Imaging Räumliche Reorganisation eines MAPK Signalweg Verwendung des Tabak Transient Expression System

Published: March 20, 2016
doi:
10.3791/53790
,
1The Waksman Institute of Microbiology,Rutgers, The State University of New Jersey, 2The Department of Plant Biology and Pathology,Rutgers, The State University of New Jersey

Summary

At the subcellular level, signaling events are dynamically modulated by developmental and environmental cues. Here we describe a protocol that employs the tobacco transient expression system to monitor dynamic protein-protein interaction and to disclose spatial organization of signal transduction in plant cells.

Abstract

Visualisierung von dynamischen Signalereignisse in lebenden Zellen war eine Herausforderung. Wir erweiterten einen etablierten transienten Expressionssystem, wobei das biomolekulare fluoreszierendes Komplementation (BiFC) -Test in Tabak Epidermiszellen von Test Protein-Protein-Wechselwirkung, um die Überwachung der räumlichen Verteilung der Signaltransduktion in Pflanzenzellen. In diesem Protokoll verwendeten wir den BiFC Assay zeigen , dass die Wechselwirkung und die Signalisierung zwischen dem Arabidopsis MAPKKK YODA und MAPK6 an der Plasmamembran auftreten. Wenn das Gerüstprotein BASL wurde co-exprimiert, neu verteilt die YODA-MAPK-Interaktion und räumlich kopolarisierte mit GFP-BASL. Dieses modifizierte Tabakexpressionssystem ermöglicht eine schnelle Prüfung von Signal Lokalisierung und dynamischen Veränderungen (weniger als 4 Tage) und kann mehrere von fluoreszierenden Protein Farben (mindestens drei) aufzunehmen. Wir stellten auch detaillierte Methoden Proteinverteilung (asymmetrische räumliche Lokalisierung oder "Polarisierung" zu quantifizieren;) In Tabakzellen. Diese fortschrittliche Tabak-Expressionssystem hat ein Potenzial weit für einen schnellen Test der dynamischen Signalereignisse in lebenden Pflanzenzellen verwendet werden.

Introduction

Proteine ​​interagieren innerhalb eines verwickelten hierarchischen Netzwerk und bilden Komplexe, die eine zentrale Rolle in nahezu allen biologischen Prozessen in einer unvorhersehbaren zellulären Umgebung auftreten. Doch von der Entwicklung von Pflanzen Wachstumsreaktionen, hat es einen Mangel an praktischen Tools gewesen, die nicht nur schnell, sondern auch effizient zu identifizieren und diese dynamischen Signalereignisse auf subzellulärer Ebene überwachen.
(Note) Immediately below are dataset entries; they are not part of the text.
pub mod entities;
pub mod requests;
pub mod responses;
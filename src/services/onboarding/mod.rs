use actix_web::{HttpRequest, HttpResponse, Result as ActixResult};
use tracing::info;

use crate::models::{ApiResponse, ErrorCode, institutions::requests::OnboardingRequest};
use crate::services::access::current_user_id;
use crate::services::{bad_request, error_response};
use crate::utils::validate::require_text;

crate::services::lazy_service!(OnboardingService);

impl OnboardingService {
    /// 首次使用：创建（或复用同名）机构并在其中创建课程
    pub async fn onboard(
        &self,
        request: &HttpRequest,
        onboarding: OnboardingRequest,
    ) -> ActixResult<HttpResponse> {
        let storage = self.get_storage(request);
        let user_id = match current_user_id(request) {
            Ok(id) => id,
            Err(resp) => return Ok(resp),
        };

        if let Err(msg) = require_text(&onboarding.institution_name, "institution_name")
            .and(require_text(&onboarding.course_name, "course_name"))
        {
            return Ok(bad_request(ErrorCode::BadRequest, msg));
        }

        match storage.onboard(user_id, onboarding).await {
            Ok(result) => {
                info!(
                    "Onboarding for user {}: institution {} (created: {}), course {}",
                    user_id, result.institution.id, result.institution_created, result.course.id
                );
                Ok(HttpResponse::Created()
                    .json(ApiResponse::success(result, "Onboarding completed")))
            }
            Err(e) => Ok(error_response(&e, ErrorCode::CourseAlreadyExists)),
        }
    }
}
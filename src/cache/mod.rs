//! 对象缓存
//!
//! 目前用于缓存已认证用户（`user:{token}`），值为 JSON 字符串。

pub mod object_cache;

use async_trait::async_trait;
use serde::{Serialize, de::DeserializeOwned};

pub use object_cache::moka::MokaCacheWrapper;

#[derive(Debug, Clone, PartialEq, Eq)]
pub enum CacheResult<T> {
    Found(T),
    NotFound,
}

#[async_trait]
pub trait ObjectCache: Send + Sync {
    async fn get_raw(&self, key: &str) -> CacheResult<String>;
    async fn insert_raw(&self, key: String, value: String);
    async fn remove(&self, key: &str);
    async fn invalidate_all(&self);
}

/// 反序列化失败时删除该键并视为未命中
pub async fn get_json<T: DeserializeOwned>(cache: &dyn ObjectCache, key: &str) -> Option<T> {
    match cache.get_raw(key).await {
        CacheResult::Found(json) => match serde_json::from_str(&json) {
            Ok(value) => Some(value),
            Err(e) => {
                tracing::debug!("Dropping undecodable cache entry {}: {}", key, e);
                cache.remove(key).await;
                None
            }
        },
        CacheResult::NotFound => None,
    }
}

pub async fn insert_json<T: Serialize>(cache: &dyn ObjectCache, key: String, value: &T) {
    match serde_json::to_string(value) {
        Ok(json) => cache.insert_raw(key, json).await,
        Err(e) => tracing::warn!("Failed to serialize cache entry {}: {}", key, e),
    }
}

pub fn user_cache_key(token: &str) -> String {
    format!("user:{token}")
}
Die transiente Protein-Expressionssystem in Tabak Blattepidermis aufweist ansprechende Vorteile zur Visualisierung fluoreszierende Proteine ​​in lebenden Zellen. Dieses System bietet halb- invivo – Bedingungen , die post-translationalen Lokalisierung Proteinmodifikation und schnelle Untersuchung von Protein ermöglichen. Durch die Untersuchung informiert den ergänzt YFP-Signal, die bimolekulare fluoreszierendes Komplementation (BiFC) -Assay die Möglichkeit von Protein-Protein-Wechselwirkung in Pflanzenzellen. Im Vergleich zu anderen Methoden, beispielsweise Hefe-Zwei – Hybrid (Y2H) und co-immunoprecipitation (Co-IP), BIFC stellt auch ein mächtiges Mittel von Fächern zu visualisieren, wo Protein-Protein-Interaktionen auf subzellulärer Ebene auftreten können.

Weil asymmetrische Zellteilung (ACD) Stammzellenpopulation beibehält , während neue Zelltypen für Gewebe- / Organbildung zu erzeugen, ist es ein unverzichtbarer Mechanismus für eukaryotische Vielzelligkeit fördern. Arabidopsis stomatal Entwicklung als Modellsystem verwendet wurde , für die Untersuchung ACD in Pflanzen. Die Vorläuferzelle, meristemoid Mutterzelle teilt sich asymmetrisch zwei verschiedene Tochterzellen zu erzeugen, eine meristemoid (erfährt zellähnliche Divisionen stammen, bevor sie in ein Paar von Schließzellen beendet) und einer Stomata Linie Grundzelle (SLGC) (dividieren kann und differenzieren sich in eine Fahrbahn Zelle), bzw. (Abbildung 1). In Stomata ACD wird das neue Protein Breaking of Asymmetry in der Stomata Lineage (BASL) polarisiert premitotically Division Asymmetrien zu fahren, die include physische Asymmetrie und Zellschicksal Asymmetrie 1. Eine MAPK Kaskade , bestehend aus dem MAPKKK YODA und den MAPK, MPK3 und 6 ist von zentraler Bedeutung für die Stomata Division Strukturierung und Schicksal Annahme 2,3, 4,5.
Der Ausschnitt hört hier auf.